La prorogation pour une durée de deux ans de l’expérimentation du traitement automatisé de données à caractère personnel autorisé par le décret n° 2007-1136 du 25 juillet 2007 ne répond pas à la logique des expérimentations. Certes, il apparaît difficile de la contester dans la mesure où la création de ce fichier en 2007 le fut régulièrement et après un avis de la CNIL, mais il existe d’autres procédures de validation des expérimentations. Toute expérimentation s’entend dans une durée limitée, toute prorogation laisserait penser que l’effet attendu n’a pas été atteint ou, s’il l’a été, ce ne serait pas dans les formes... La délibération CNIL n° 2007-008 du 18 janvier 2007 portait avis sur le projet de décret pris pour l’application des articles L. 611-3 à L. 611-5 du Code de l’entrée et du séjour des étrangers et du droit d’asile et portant création du fichier des non-admis (FNAD) avait ainsi souligné le lien étroit entre la loi et le projet de décret : « La Commission relève que si le projet de décret reprend la finalité générale formulée par le législateur (art. L. 611-3 CESEDA) "lutter contre l’entrée et le séjour irrégulier en France des étrangers (…)", il précise également que ce traitement doit "faciliter l’identification des étrangers (concernés)". / La Commission souligne cependant que l’identification des nouveaux arrivants, dépourvus de documents d’identité ou munis de fausses pièces, ne sera possible que s’ils ont déjà fait l’objet d’une procédure de non admission et que leurs empreintes ont été relevées et mémorisées. Le principal intérêt du fichier résiderait donc dans la prévention et la détection des personnes commettant de nouveau une infraction aux règles d’entrée et de séjour des étrangers. En outre, l’identification de la personne requiert que les données d’identité associées aux empreintes relevées la première fois soient exactes. / L’adéquation des moyens utilisés au regard de la finalité du traitement soulevant donc certaines interrogations, il importe que la période d’expérimentation et l’évaluation prévue permettent de mieux cerner les objectifs poursuivis afin d’apprécier la pertinence des procédés mis en œuvre et celle des données recueillies, notamment des données biométriques. »

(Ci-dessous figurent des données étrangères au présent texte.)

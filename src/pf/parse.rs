//! Line parser for `pfctl -s queue -v` output.
//!
//! Two line shapes matter: queue headers (`queue <name> ... {c1, c2}`) and
//! bracketed counter lines (`[ pkts: 10  bytes: 200 ]`) that belong to the
//! most recent header. Everything else is reported and skipped.

use std::collections::BTreeMap;

use thiserror::Error;

use super::{alias, QueueForest, QueueMetrics};

/// A queue-status line that could not be used.
#[derive(Error, Debug, Clone, PartialEq)]
pub enum ParseError {
    #[error("unrecognized line: {line:?}")]
    UnrecognizedLine { line: String },

    #[error("metric line before any queue header: {line:?}")]
    OrphanMetrics { line: String },

    #[error("queue header without a name: {line:?}")]
    MissingQueueName { line: String },

    #[error("metric {key:?} has no value")]
    MissingValue { key: String },

    #[error("metric {key:?} has unparseable value {value:?}")]
    InvalidValue { key: String, value: String },
}

/// Parse one bracketed counter line into `(metric, value)` pairs.
///
/// Words before a `key:` token form the key, joined with `_`. A `bytes` key
/// directly after a `*pkts` key becomes `<pkts key>_bytes`. Ratios `a/b`
/// (with or without a space after the slash) become `a / b`.
pub fn parse_metric(line: &str) -> Result<BTreeMap<String, f64>, ParseError> {
    let inner = line.trim();
    let inner = inner.strip_prefix('[').unwrap_or(inner);
    let inner = inner.strip_suffix(']').unwrap_or(inner);

    let mut values = BTreeMap::new();
    let mut words: Vec<&str> = Vec::new();
    let mut previous_key: Option<String> = None;
    let mut tokens = inner.split_whitespace().peekable();

    while let Some(token) = tokens.next() {
        let Some(word) = token.strip_suffix(':') else {
            words.push(token);
            continue;
        };
        if !word.is_empty() {
            words.push(word);
        }

        let mut key = words.join("_");
        words.clear();

        if key == "bytes" {
            if let Some(prev) = previous_key.as_deref().filter(|k| k.ends_with("pkts")) {
                key = format!("{prev}_bytes");
            }
        }
        if let Some(aliased) = alias(&key) {
            key = aliased.to_string();
        }

        let mut raw = match tokens.next() {
            Some(value) => value.to_string(),
            None => return Err(ParseError::MissingValue { key }),
        };
        if raw.ends_with('/') {
            if let Some(denominator) = tokens.next() {
                raw.push_str(denominator);
            }
        }

        let value = parse_value(&raw).ok_or_else(|| ParseError::InvalidValue {
            key: key.clone(),
            value: raw.clone(),
        })?;

        values.insert(key.clone(), value);
        previous_key = Some(key);
    }

    Ok(values)
}

fn parse_value(raw: &str) -> Option<f64> {
    match raw.split_once('/') {
        Some((numerator, denominator)) => {
            let numerator: f64 = numerator.trim().parse().ok()?;
            let denominator: f64 = denominator.trim().parse().ok()?;
            (denominator != 0.0).then(|| numerator / denominator)
        }
        None => raw.parse().ok().filter(|v: &f64| v.is_finite()),
    }
}

/// Header fields of a `queue ...` line.
struct Header {
    name: String,
    children: Vec<String>,
    parent: Option<String>,
}

fn parse_header(rest: &str) -> Option<Header> {
    let (body, children) = match (rest.rfind('{'), rest.trim_end().strip_suffix('}')) {
        (Some(open), Some(_)) => {
            let close = rest.rfind('}').unwrap_or(rest.len());
            let children = rest[open + 1..close]
                .split(',')
                .map(str::trim)
                .filter(|c| !c.is_empty())
                .map(str::to_string)
                .collect();
            (&rest[..open], children)
        }
        _ => (rest, Vec::new()),
    };

    let mut words = body.split_whitespace();
    let name = words.next()?.to_string();

    // Newer pfctl declares the hierarchy as `queue child parent root ...`.
    let mut parent = None;
    while let Some(word) = words.next() {
        if word == "parent" {
            parent = words.next().map(str::to_string);
        }
    }

    Some(Header {
        name,
        children,
        parent,
    })
}

/// Parse queue-status text, logging and skipping lines that fail.
pub fn parse_queue(text: &str) -> QueueForest {
    let (queues, errors) = parse_queue_detailed(text);
    for e in &errors {
        tracing::warn!(error = %e, "skipping queue status line");
    }
    queues
}

/// Parse queue-status text, returning every skipped line's error alongside.
pub fn parse_queue_detailed(text: &str) -> (QueueForest, Vec<ParseError>) {
    let mut queues = QueueForest::new();
    let mut declared_parents: Vec<(String, String)> = Vec::new();
    let mut errors = Vec::new();
    let mut current: Option<String> = None;

    for raw_line in text.lines() {
        let line = raw_line.trim();
        if line.is_empty() {
            continue;
        }

        if let Some(rest) = line.strip_prefix("queue ") {
            let Some(header) = parse_header(rest) else {
                errors.push(ParseError::MissingQueueName {
                    line: line.to_string(),
                });
                current = None;
                continue;
            };

            if let Some(parent) = header.parent {
                declared_parents.push((parent, header.name.clone()));
            }

            let mut queue = QueueMetrics::new(header.name.clone());
            queue.children = header.children;
            queues.insert(header.name.clone(), queue);
            current = Some(header.name);
            continue;
        }

        if line.starts_with('[') {
            let Some(queue) = current.as_ref().and_then(|name| queues.get_mut(name)) else {
                errors.push(ParseError::OrphanMetrics {
                    line: line.to_string(),
                });
                continue;
            };

            match parse_metric(line) {
                Ok(values) => queue.metrics.extend(values),
                Err(e) => errors.push(e),
            }
            continue;
        }

        errors.push(ParseError::UnrecognizedLine {
            line: line.to_string(),
        });
    }

    for (parent, child) in declared_parents {
        if let Some(queue) = queues.get_mut(&parent) {
            if !queue.children.contains(&child) {
                queue.children.push(child);
            }
        }
    }

    (queues, errors)
}

#[cfg(test)]
mod tests {
    use super::*;
    use crate::pf::LOAD_FACTOR;

    fn metrics(pairs: &[(&str, f64)]) -> BTreeMap<String, f64> {
        pairs.iter().map(|(k, v)| (k.to_string(), *v)).collect()
    }

    #[test]
    fn test_parse_metric_counters() {
        let values = parse_metric(
            "[ pkts:        822  bytes:     115520  dropped pkts:      0 bytes:      0 ]",
        )
        .expect("valid line");

        assert_eq!(
            values,
            metrics(&[
                ("pkts", 822.0),
                ("pkts_bytes", 115520.0),
                ("dropped_pkts", 0.0),
                ("dropped_pkts_bytes", 0.0),
            ])
        );
    }

    #[test]
    fn test_parse_metric_ratio() {
        assert_eq!(
            parse_metric("[ qlength:   1/500 ]").expect("valid"),
            metrics(&[(LOAD_FACTOR, 0.002)])
        );
        assert_eq!(
            parse_metric("[ qlength:   1/ 50 ]").expect("valid"),
            metrics(&[(LOAD_FACTOR, 0.02)])
        );
    }

    #[test]
    fn test_parse_metric_other_keys() {
        assert_eq!(
            parse_metric("[ borrows: 3  suspends: 4 ]").expect("valid"),
            metrics(&[("borrows", 3.0), ("suspends", 4.0)])
        );
    }

    #[test]
    fn test_parse_metric_errors() {
        assert_eq!(
            parse_metric("[ pkts: lots ]"),
            Err(ParseError::InvalidValue {
                key: "pkts".to_string(),
                value: "lots".to_string(),
            })
        );
        assert_eq!(
            parse_metric("[ pkts: ]"),
            Err(ParseError::MissingValue {
                key: "pkts".to_string(),
            })
        );
        assert!(parse_metric("[ qlength: 1/0 ]").is_err());
    }

    #[test]
    fn test_parse_queue_root_header() {
        let text = "\
queue root on ext0 bandwidth 600Kb priority 0 {a, b}
  [ pkts: 10  bytes: 200  dropped pkts: 0 bytes: 0 ]
  [ qlength: 1/50 ]
";
        let (queues, errors) = parse_queue_detailed(text);
        assert!(errors.is_empty());
        assert_eq!(queues.len(), 1);

        let root = &queues["root"];
        assert_eq!(root.name, "root");
        assert_eq!(root.children, vec!["a", "b"]);
        assert_eq!(root.parent, None);
        assert_eq!(
            root.metrics,
            metrics(&[
                ("pkts", 10.0),
                ("pkts_bytes", 200.0),
                ("dropped_pkts", 0.0),
                ("dropped_pkts_bytes", 0.0),
                (LOAD_FACTOR, 0.02),
            ])
        );
    }

    #[test]
    fn test_parse_queue_many_children() {
        let text = "queue root_ext0 on ext0 bandwidth 600Kb priority 0 {services, game_upload, web_upload, ssh_upload, bulk_upload, ack, domain_upload, torrent}\n  [ qlength:   0/ 50 ]\n";
        let queues = parse_queue(text);
        let root = &queues["root_ext0"];
        assert_eq!(root.children.len(), 8);
        assert_eq!(root.children[0], "services");
        assert_eq!(root.children[7], "torrent");
        assert_eq!(root.metrics[LOAD_FACTOR], 0.0);
    }

    #[test]
    fn test_parse_queue_leaf_without_braces() {
        let queues = parse_queue("queue  ssh on ext0 bandwidth 10Kb priority 7\n[ pkts: 1 ]\n");
        assert!(queues["ssh"].is_leaf());
        assert_eq!(queues["ssh"].metrics["pkts"], 1.0);
    }

    #[test]
    fn test_parse_queue_parent_keyword() {
        let text = "\
queue std on em0 bandwidth 100M qlimit 50
queue ssh parent std bandwidth 10M
queue web parent std bandwidth 50M default
";
        let queues = parse_queue(text);
        assert_eq!(queues["std"].children, vec!["ssh", "web"]);
        assert!(queues["ssh"].is_leaf());
    }

    #[test]
    fn test_parse_queue_skips_bad_lines() {
        let text = "\
[ pkts: 1 ]
No ALTQ support in kernel
queue q on em0
[ pkts: many ]
[ pkts: 3 ]
";
        let (queues, errors) = parse_queue_detailed(text);
        assert_eq!(queues["q"].metrics["pkts"], 3.0);
        assert_eq!(errors.len(), 3);
        assert!(matches!(errors[0], ParseError::OrphanMetrics { .. }));
        assert!(matches!(errors[1], ParseError::UnrecognizedLine { .. }));
        assert!(matches!(errors[2], ParseError::InvalidValue { .. }));
    }
}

En ce même article R. 611-18 CESEDA, il était donc précisé que « la finalité de ce traitement est de lutter contre l’entrée et le séjour irréguliers en France des étrangers non ressortissants d’un Etat membre de l’Union européenne, d’un autre Etat partie à l’accord sur l’Espace économique européen ou de la Confédération suisse, en facilitant l’identification des étrangers qui, lors de leur contrôle à l’occasion du franchissement de la frontière à l’aéroport Roissy - Charles-de-Gaulle, en provenance d’un pays tiers aux Etats parties à la convention signée à Schengen le 19 juin 1990, ne remplissent pas les conditions prévues à l’article 5 du règlement (CE) n° 562/2006 du Parlement européen et du Conseil du 15 mars 2006 établissant un code communautaire relatif au régime de franchissement des frontières par les personnes (code frontières Schengen) ou à l’article L. 211-1. ». Le troisième et dernier alinéa de cet article prévoyait ainsi, en une phrase brève est simple, qu’il était procédé à l’évaluation de ce traitement. La CNIL avait dans son avis du 18 janvier 2007 (précité) pris « acte qu’une première évaluation sera faite dès la fin de la première année et qu’elle sera destinataire de ce rapport d’évaluation ainsi que du rapport final. ».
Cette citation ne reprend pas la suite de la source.